Difficulty sleeping is a problem many women face during the menopause. The hormonal changes as a result of a dip in oestrogen levels affects your brain and your body’s rhythms which includes your sleeping patterns. Nicotine’s effect on the nervous system and oestrogen levels amplifies these hormonal changes making it even harder to maintain good sleeping patterns.
Low oestrogen levels can cause dry skin with less elasticity. It can also cause thinning hair. Most women going through the menopause will notice a change to their skin and hair anyway, but if you’re a heavy smoker on top of that, the effects are likely to be much worse.
Hot flushes, lack of sleep and hormonal changes can affect even the most positive of people. Mood swings are a normal and understandable part of the menopause. You may feel that a cigarette helps when you’re feeling low, but as it directly affects the nervous system, the nicotine high you get can then swing the other way, leading to negative emotions.
As mentioned above, smoking may seem to have a calming effect, but actually it is exacerbating your anxiety levels due to nicotine’s impact on the nervous system. This means your next bout of anxiety may be more acute and you’re likely to feel anxious more frequently.
Stopping smoking is one of the best things you can do for your health and will have immediate positive effects. Within 48 hours carbon monoxide is removed from the body and your oxygen supply improves significantly. You will find you have more energy, fewer mood swings and are able to cope with anxiety better. You will notice your skin and hair start to improve too. If you quit smoking before your reach the menopause, you will reduce the risk of early menopause too.
The good news is it’s never too late to stop smoking, and there are many resources out there to help you on your journey to a smoke-free life.
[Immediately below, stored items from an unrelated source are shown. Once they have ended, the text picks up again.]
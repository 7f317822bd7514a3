//! Domain types: transaction records, labels, and sample identities.

use serde::{Deserialize, Serialize};
use std::fmt;

/// Number of anonymized components (`V1`..`V28`) per transaction.
pub const COMPONENT_COUNT: usize = 28;

/// Binary transaction label.
#[derive(Debug, Clone, Copy, PartialEq, Eq, Hash, PartialOrd, Ord, Serialize, Deserialize)]
pub enum Label {
    Legitimate,
    Fraud,
}

impl Label {
    /// Parse the numeric class encoding used by the input file (0 or 1).
    pub fn from_class(value: f64) -> Option<Self> {
        if value == 0.0 {
            Some(Self::Legitimate)
        } else if value == 1.0 {
            Some(Self::Fraud)
        } else {
            None
        }
    }

    pub fn class_value(self) -> u8 {
        match self {
            Self::Legitimate => 0,
            Self::Fraud => 1,
        }
    }

    pub fn is_fraud(self) -> bool {
        matches!(self, Self::Fraud)
    }

    /// Regression target used by the classifiers (0.0 / 1.0).
    pub fn target(self) -> f64 {
        f64::from(self.class_value())
    }
}

impl fmt::Display for Label {
    fn fmt(&self, f: &mut fmt::Formatter<'_>) -> fmt::Result {
        match self {
            Self::Legitimate => write!(f, "legitimate"),
            Self::Fraud => write!(f, "fraud"),
        }
    }
}

/// One raw transaction. Never mutated after loading.
#[derive(Debug, Clone, PartialEq, Serialize, Deserialize)]
pub struct Transaction {
    /// Zero-based row index in the source file; the record's identity.
    pub id: usize,
    /// Seconds elapsed since the first transaction in the dataset.
    pub time: f64,
    pub components: [f64; COMPONENT_COUNT],
    pub amount: f64,
    pub label: Label,
}

/// Identity of a row in a model-ready dataset.
///
/// Rows copied from the input keep their record id; rows produced by the
/// class balancer are numbered separately so they can never collide with a
/// real record.
#[derive(Debug, Clone, Copy, PartialEq, Eq, Hash, PartialOrd, Ord, Serialize, Deserialize)]
pub enum SampleId {
    Record(usize),
    Synthetic(usize),
}

impl SampleId {
    pub fn record(&self) -> Option<usize> {
        match self {
            Self::Record(id) => Some(*id),
            Self::Synthetic(_) => None,
        }
    }
}

/// Count of legitimate and fraud labels.
#[derive(Debug, Clone, Copy, Default, PartialEq, Eq, Serialize, Deserialize)]
pub struct ClassCounts {
    pub legitimate: usize,
    pub fraud: usize,
}

impl ClassCounts {
    pub fn from_labels<'a>(labels: impl IntoIterator<Item = &'a Label>) -> Self {
        let mut counts = Self::default();
        for label in labels {
            match label {
                Label::Legitimate => counts.legitimate += 1,
                Label::Fraud => counts.fraud += 1,
            }
        }
        counts
    }

    pub fn total(&self) -> usize {
        self.legitimate + self.fraud
    }

    /// Share of fraud rows in `[0, 1]`; 0 for an empty collection.
    pub fn fraud_share(&self) -> f64 {
        if self.total() == 0 {
            0.0
        } else {
            self.fraud as f64 / self.total() as f64
        }
    }
}

#[cfg(test)]
mod tests {
    use super::*;

    #[test]
    fn label_parses_only_zero_and_one() {
        assert_eq!(Label::from_class(0.0), Some(Label::Legitimate));
        assert_eq!(Label::from_class(1.0), Some(Label::Fraud));
        assert_eq!(Label::from_class(2.0), None);
        assert_eq!(Label::from_class(0.5), None);
    }

    #[test]
    fn class_counts_share() {
        let labels = [Label::Legitimate, Label::Legitimate, Label::Legitimate, Label::Fraud];
        let counts = ClassCounts::from_labels(&labels);
        assert_eq!(counts.legitimate, 3);
        assert_eq!(counts.fraud, 1);
        assert!((counts.fraud_share() - 0.25).abs() < 1e-12);
    }

    #[test]
    fn synthetic_ids_have_no_record() {
        assert_eq!(SampleId::Record(7).record(), Some(7));
        assert_eq!(SampleId::Synthetic(7).record(), None);
        assert_ne!(SampleId::Record(7), SampleId::Synthetic(7));
    }
}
Here at LiveWell Dorset, we have helped a lot of people to quit smoking and we would love to help you too! The Stop Smoking section of our website features lots of useful tips, links and articles, such as Stop Smoking Support - who can help?
If you live in Dorset, we even have specialist LiveWell coaches who will be with you every step of the way, helping you identify your triggers and how you can overcome them. For more information, register or contact us today, and if you need further inspiration, check out how our LiveWell team helped Lisa to kick the habit.
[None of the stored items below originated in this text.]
//! Model trainer: cross-validates and fits every classifier family.
//!
//! Families are independent: each draws from its own RNG streams and a
//! failure in one is logged and excluded without affecting the others. With
//! `parallel` set, families train concurrently on the rayon pool; results are
//! identical either way.

use rayon::prelude::*;
use serde::{Deserialize, Serialize};
use thiserror::Error;

use crate::cv::{cross_validate, CvError, CvSummary};
use crate::dataset::Dataset;
use crate::features::{default_model_features, Feature};
use crate::models::{self, Classifier, FitError, ModelKind, ModelParams, TrainedModel};
use crate::rng::{stage, RngHierarchy};

// ─── Configuration ───────────────────────────────────────────────────

#[derive(Debug, Clone, PartialEq, Serialize, Deserialize)]
#[serde(default)]
pub struct TrainingConfig {
    /// Folds for stratified cross-validation (default 5).
    pub cv_folds: usize,
    /// Features kept in each importance ranking (default 10).
    pub importance_top_n: usize,
    /// Train families concurrently (default true).
    pub parallel: bool,
    /// Ordered model feature list.
    pub features: Vec<Feature>,
    #[serde(flatten)]
    pub models: ModelParams,
}

impl Default for TrainingConfig {
    fn default() -> Self {
        Self {
            cv_folds: 5,
            importance_top_n: 10,
            parallel: true,
            features: default_model_features(),
            models: ModelParams::default(),
        }
    }
}

// ─── Results ─────────────────────────────────────────────────────────

/// One entry of a feature-importance ranking.
#[derive(Debug, Clone, PartialEq, Serialize, Deserialize)]
pub struct RankedFeature {
    /// 1-based rank.
    pub rank: usize,
    pub feature: String,
    pub importance: f64,
}

/// A successfully trained family.
#[derive(Debug, Clone, PartialEq, Serialize, Deserialize)]
pub struct TrainedEntry {
    pub kind: ModelKind,
    pub model: TrainedModel,
    /// Absent when cross-validation was skipped.
    pub cv: Option<CvSummary>,
    pub importance: Option<Vec<RankedFeature>>,
}

/// A family excluded from the run.
#[derive(Debug, Clone, PartialEq, Serialize, Deserialize)]
pub struct ModelFailure {
    pub kind: ModelKind,
    pub reason: String,
}

#[derive(Debug, Clone, PartialEq, Serialize, Deserialize)]
pub struct TrainingReport {
    /// Trained families in enumeration order.
    pub models: Vec<TrainedEntry>,
    pub failures: Vec<ModelFailure>,
}

impl TrainingReport {
    pub fn trained_models(&self) -> Vec<TrainedModel> {
        self.models.iter().map(|e| e.model.clone()).collect()
    }

    pub fn get(&self, kind: ModelKind) -> Option<&TrainedEntry> {
        self.models.iter().find(|e| e.kind == kind)
    }
}

#[derive(Debug, Error)]
pub enum TrainingError {
    #[error("all model families failed to train: {}", summarize(.0))]
    AllModelsFailed(Vec<ModelFailure>),
}

fn summarize(failures: &[ModelFailure]) -> String {
    failures
        .iter()
        .map(|f| format!("{}: {}", f.kind, f.reason))
        .collect::<Vec<_>>()
        .join("; ")
}

#[derive(Debug, Error)]
enum FamilyError {
    #[error("cross-validation failed: {0}")]
    CrossValidation(CvError),
    #[error(transparent)]
    Fit(#[from] FitError),
}

// ─── Training ────────────────────────────────────────────────────────

/// Train every family on the balanced training set.
pub fn train_all(
    data: &Dataset,
    config: &TrainingConfig,
    rng: &RngHierarchy,
) -> Result<TrainingReport, TrainingError> {
    let outcomes: Vec<(ModelKind, Result<TrainedEntry, FamilyError>)> = if config.parallel {
        ModelKind::ALL
            .par_iter()
            .map(|&kind| (kind, train_family(kind, data, config, rng)))
            .collect()
    } else {
        ModelKind::ALL
            .iter()
            .map(|&kind| (kind, train_family(kind, data, config, rng)))
            .collect()
    };

    let mut report = TrainingReport {
        models: Vec::new(),
        failures: Vec::new(),
    };
    for (kind, outcome) in outcomes {
        match outcome {
            Ok(entry) => {
                tracing::info!(
                    model = kind.name(),
                    cv_auc = entry.cv.as_ref().map(|c| c.mean_auc),
                    "model trained"
                );
                report.models.push(entry);
            }
            Err(e) => {
                tracing::warn!(model = kind.name(), error = %e, "model excluded");
                report.failures.push(ModelFailure {
                    kind,
                    reason: e.to_string(),
                });
            }
        }
    }

    if report.models.is_empty() {
        return Err(TrainingError::AllModelsFailed(report.failures));
    }
    Ok(report)
}

fn train_family(
    kind: ModelKind,
    data: &Dataset,
    config: &TrainingConfig,
    rng: &RngHierarchy,
) -> Result<TrainedEntry, FamilyError> {
    let cv = match cross_validate(kind, data, &config.models, config.cv_folds, rng) {
        Ok(summary) => Some(summary),
        Err(CvError::TooFewRows {
            label,
            count,
            folds,
        }) => {
            tracing::warn!(
                model = kind.name(),
                %label,
                count,
                folds,
                "skipping cross-validation: too few rows"
            );
            None
        }
        Err(e) => return Err(FamilyError::CrossValidation(e)),
    };

    let mut fit_rng = rng.rng_for(stage::TRAIN, kind.name(), 0);
    let model = models::fit(kind, data, &config.models, &mut fit_rng)?;
    let importance = model
        .feature_importance()
        .map(|values| rank_importance(data.feature_names(), &values, config.importance_top_n));

    Ok(TrainedEntry {
        kind,
        model,
        cv,
        importance,
    })
}

/// Top `top_n` features by importance, descending. Equal importances keep
/// feature-list order.
pub fn rank_importance(names: &[String], values: &[f64], top_n: usize) -> Vec<RankedFeature> {
    let mut order: Vec<usize> = (0..values.len().min(names.len())).collect();
    order.sort_by(|&a, &b| values[b].total_cmp(&values[a]));
    order
        .into_iter()
        .take(top_n)
        .enumerate()
        .map(|(pos, i)| RankedFeature {
            rank: pos + 1,
            feature: names[i].clone(),
            importance: values[i],
        })
        .collect()
}

#[cfg(test)]
mod tests {
    use super::*;
    use crate::models::test_support::separable;

    fn quick_config(parallel: bool) -> TrainingConfig {
        let mut config = TrainingConfig {
            parallel,
            ..TrainingConfig::default()
        };
        config.models.forest.n_trees = 10;
        config.models.boosting.n_trees = 20;
        config
    }

    #[test]
    fn ranking_is_descending_with_stable_ties() {
        let names: Vec<String> = ["a", "b", "c", "d"].iter().map(|s| s.to_string()).collect();
        let ranked = rank_importance(&names, &[0.2, 0.4, 0.2, 0.2], 3);
        let order: Vec<&str> = ranked.iter().map(|r| r.feature.as_str()).collect();
        assert_eq!(order, vec!["b", "a", "c"]);
        assert_eq!(ranked[0].rank, 1);
        assert_eq!(ranked[2].rank, 3);
    }

    #[test]
    fn trains_every_family_in_order() {
        let report = train_all(&separable(40, 20), &quick_config(false), &RngHierarchy::new(42)).unwrap();
        let kinds: Vec<ModelKind> = report.models.iter().map(|e| e.kind).collect();
        assert_eq!(kinds, ModelKind::ALL.to_vec());
        assert!(report.failures.is_empty());
        assert!(report.get(ModelKind::LogisticRegression).unwrap().importance.is_none());
        assert!(report.get(ModelKind::RandomForest).unwrap().importance.is_some());
    }

    #[test]
    fn parallel_matches_sequential() {
        let data = separable(40, 20);
        let rng = RngHierarchy::new(42);
        let sequential = train_all(&data, &quick_config(false), &rng).unwrap();
        let parallel = train_all(&data, &quick_config(true), &rng).unwrap();
        assert_eq!(sequential, parallel);
    }

    #[test]
    fn cross_validation_skipped_for_tiny_minority() {
        let report = train_all(&separable(40, 3), &quick_config(false), &RngHierarchy::new(1)).unwrap();
        assert!(report.models.iter().all(|e| e.cv.is_none()));
    }

    #[test]
    fn single_class_fails_every_family() {
        let err = train_all(&separable(20, 0), &quick_config(false), &RngHierarchy::new(1)).unwrap_err();
        let TrainingError::AllModelsFailed(failures) = err;
        assert_eq!(failures.len(), 3);
    }
}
You can download the NHS Quit Smoking App or contact their smoke free telephone helpline on 0300 123 1044, open Monday to Friday, 9am to 8pm and Saturday to Sunday, 11am to 4pm.
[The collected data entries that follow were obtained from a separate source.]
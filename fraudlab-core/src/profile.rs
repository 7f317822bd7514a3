//! Data profile: summary statistics of the raw dataset.

use std::collections::HashSet;

use serde::{Deserialize, Serialize};

use crate::domain::{ClassCounts, Label, Transaction};
use crate::features::{FeatureError, FeatureStats};

#[derive(Debug, Clone, PartialEq, Serialize, Deserialize)]
pub struct DataProfile {
    pub rows: usize,
    /// Rows identical to an earlier row on every raw value.
    pub duplicate_rows: usize,
    pub class_counts: ClassCounts,
    /// `fraud / legitimate`; `None` when there are no legitimate rows.
    pub fraud_ratio: Option<f64>,
    pub fraud_percentage: f64,
    pub mean_amount_legitimate: Option<f64>,
    pub mean_amount_fraud: Option<f64>,
    pub amount_q1: f64,
    pub amount_q3: f64,
    pub amount_upper_bound: f64,
    pub amount_outliers: usize,
}

impl DataProfile {
    pub fn build(records: &[Transaction]) -> Result<Self, FeatureError> {
        let stats = FeatureStats::fit(records)?;
        let class_counts = ClassCounts::from_labels(records.iter().map(|r| &r.label));

        let mut seen = HashSet::with_capacity(records.len());
        let duplicate_rows = records.iter().filter(|r| !seen.insert(row_key(r))).count();

        let profile = Self {
            rows: records.len(),
            duplicate_rows,
            class_counts,
            fraud_ratio: (class_counts.legitimate > 0)
                .then(|| class_counts.fraud as f64 / class_counts.legitimate as f64),
            fraud_percentage: 100.0 * class_counts.fraud_share(),
            mean_amount_legitimate: mean_amount(records, Label::Legitimate),
            mean_amount_fraud: mean_amount(records, Label::Fraud),
            amount_q1: stats.amount_q1,
            amount_q3: stats.amount_q3,
            amount_upper_bound: stats.amount_upper_bound,
            amount_outliers: records
                .iter()
                .filter(|r| stats.is_amount_outlier(r.amount))
                .count(),
        };
        tracing::info!(
            rows = profile.rows,
            duplicates = profile.duplicate_rows,
            fraud = class_counts.fraud,
            fraud_pct = profile.fraud_percentage,
            outliers = profile.amount_outliers,
            "profiled dataset"
        );
        Ok(profile)
    }
}

/// Bit patterns of all 31 raw values; the row id is not part of the key.
fn row_key(r: &Transaction) -> Vec<u64> {
    // `+ 0.0` folds -0.0 into 0.0 so signed zeros compare equal.
    let bits = |v: f64| (v + 0.0).to_bits();
    let mut key = Vec::with_capacity(31);
    key.push(bits(r.time));
    key.extend(r.components.iter().map(|&v| bits(v)));
    key.push(bits(r.amount));
    key.push(u64::from(r.label.class_value()));
    key
}

fn mean_amount(records: &[Transaction], label: Label) -> Option<f64> {
    let amounts: Vec<f64> = records
        .iter()
        .filter(|r| r.label == label)
        .map(|r| r.amount)
        .collect();
    if amounts.is_empty() {
        None
    } else {
        Some(amounts.iter().sum::<f64>() / amounts.len() as f64)
    }
}
//! Seeded random streams for every pipeline stage.
//!
//! Each consumer asks for a stream by `(stage, stream, index)`, for example
//! `("train", "random_forest", 3)`. The stream seed is a BLAKE3 digest of the
//! master seed and that key, so no stream depends on which other streams were
//! drawn before it or on which rayon worker draws it.

use rand::rngs::StdRng;
use rand::SeedableRng;

/// Stage names used as the first component of every derived stream.
pub mod stage {
    pub const SPLIT: &str = "split";
    pub const BALANCE: &str = "balance";
    pub const TRAIN: &str = "train";
}

/// Master seed plus stream derivation.
///
/// The master seed is expanded into per-(stage, stream, index) sub-seeds using
/// BLAKE3. Because derivation is hash-based (not order-dependent), the forest
/// trainer can grow tree 7 before tree 3 and still get the same trees.
#[derive(Debug, Clone)]
pub struct RngHierarchy {
    master_seed: u64,
}

impl RngHierarchy {
    pub fn new(master_seed: u64) -> Self {
        Self { master_seed }
    }

    /// Derive a deterministic sub-seed for a specific (stage, stream, index).
    pub fn sub_seed(&self, stage: &str, stream: &str, index: u64) -> u64 {
        let mut hasher = blake3::Hasher::new();
        hasher.update(&self.master_seed.to_le_bytes());
        // Length prefixes keep ("ab", "c") and ("a", "bc") apart.
        hasher.update(&(stage.len() as u64).to_le_bytes());
        hasher.update(stage.as_bytes());
        hasher.update(&(stream.len() as u64).to_le_bytes());
        hasher.update(stream.as_bytes());
        hasher.update(&index.to_le_bytes());
        let hash = hasher.finalize();
        let mut bytes = [0u8; 8];
        bytes.copy_from_slice(&hash.as_bytes()[..8]);
        u64::from_le_bytes(bytes)
    }

    /// A fresh generator for one stream.
    pub fn rng_for(&self, stage: &str, stream: &str, index: u64) -> StdRng {
        StdRng::seed_from_u64(self.sub_seed(stage, stream, index))
    }
}

#[cfg(test)]
mod tests {
    use super::*;

    #[test]
    fn same_key_same_seed() {
        let hierarchy = RngHierarchy::new(42);
        let s1 = hierarchy.sub_seed(stage::TRAIN, "random_forest", 0);
        let s2 = hierarchy.sub_seed(stage::TRAIN, "random_forest", 0);
        assert_eq!(s1, s2);
    }

    #[test]
    fn model_streams_are_independent() {
        let hierarchy = RngHierarchy::new(42);
        let rf = hierarchy.sub_seed(stage::TRAIN, "random_forest", 0);
        let gb = hierarchy.sub_seed(stage::TRAIN, "gradient_boosting", 0);
        assert_ne!(rf, gb);
    }

    #[test]
    fn fold_indices_are_independent() {
        let hierarchy = RngHierarchy::new(42);
        let i0 = hierarchy.sub_seed(stage::TRAIN, "random_forest", 0);
        let i1 = hierarchy.sub_seed(stage::TRAIN, "random_forest", 1);
        assert_ne!(i0, i1);
    }

    #[test]
    fn stage_and_stream_boundaries_are_distinct() {
        let hierarchy = RngHierarchy::new(42);
        assert_ne!(
            hierarchy.sub_seed("ab", "c", 0),
            hierarchy.sub_seed("a", "bc", 0)
        );
    }

    #[test]
    fn draw_order_does_not_matter() {
        let hierarchy = RngHierarchy::new(42);

        let split_first = hierarchy.sub_seed(stage::SPLIT, "", 0);
        let balance_second = hierarchy.sub_seed(stage::BALANCE, "", 0);

        let balance_first = hierarchy.sub_seed(stage::BALANCE, "", 0);
        let split_second = hierarchy.sub_seed(stage::SPLIT, "", 0);

        assert_eq!(split_first, split_second);
        assert_eq!(balance_first, balance_second);
    }

    #[test]
    fn master_seed_changes_every_stream() {
        let h1 = RngHierarchy::new(42);
        let h2 = RngHierarchy::new(43);
        assert_ne!(
            h1.sub_seed(stage::SPLIT, "", 0),
            h2.sub_seed(stage::SPLIT, "", 0)
        );
    }
}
You can also visit the NHS website for more information on services in your area to help you quit smoking.
The British Menopause Society website can help you find a private or NHS menopause specialist in your area.
Some women find that counselling or CBT (cognitive behavioural therapy) can help with symptoms of menopause and perimenopause. If you live in England and are over 18, you can access NHS psychological therapies (IAPT) services directly, without a referral from your GP.
Smoking is not a cheap habit. The cost of smoking has increased by nearly 100% over the past 10 years. Quitting today means you could save approximately £1,800 a year. A 20-a-day smoker can save up to £4,000 a year. With the cost of living rocketing up, the money you have saved really will make a big difference!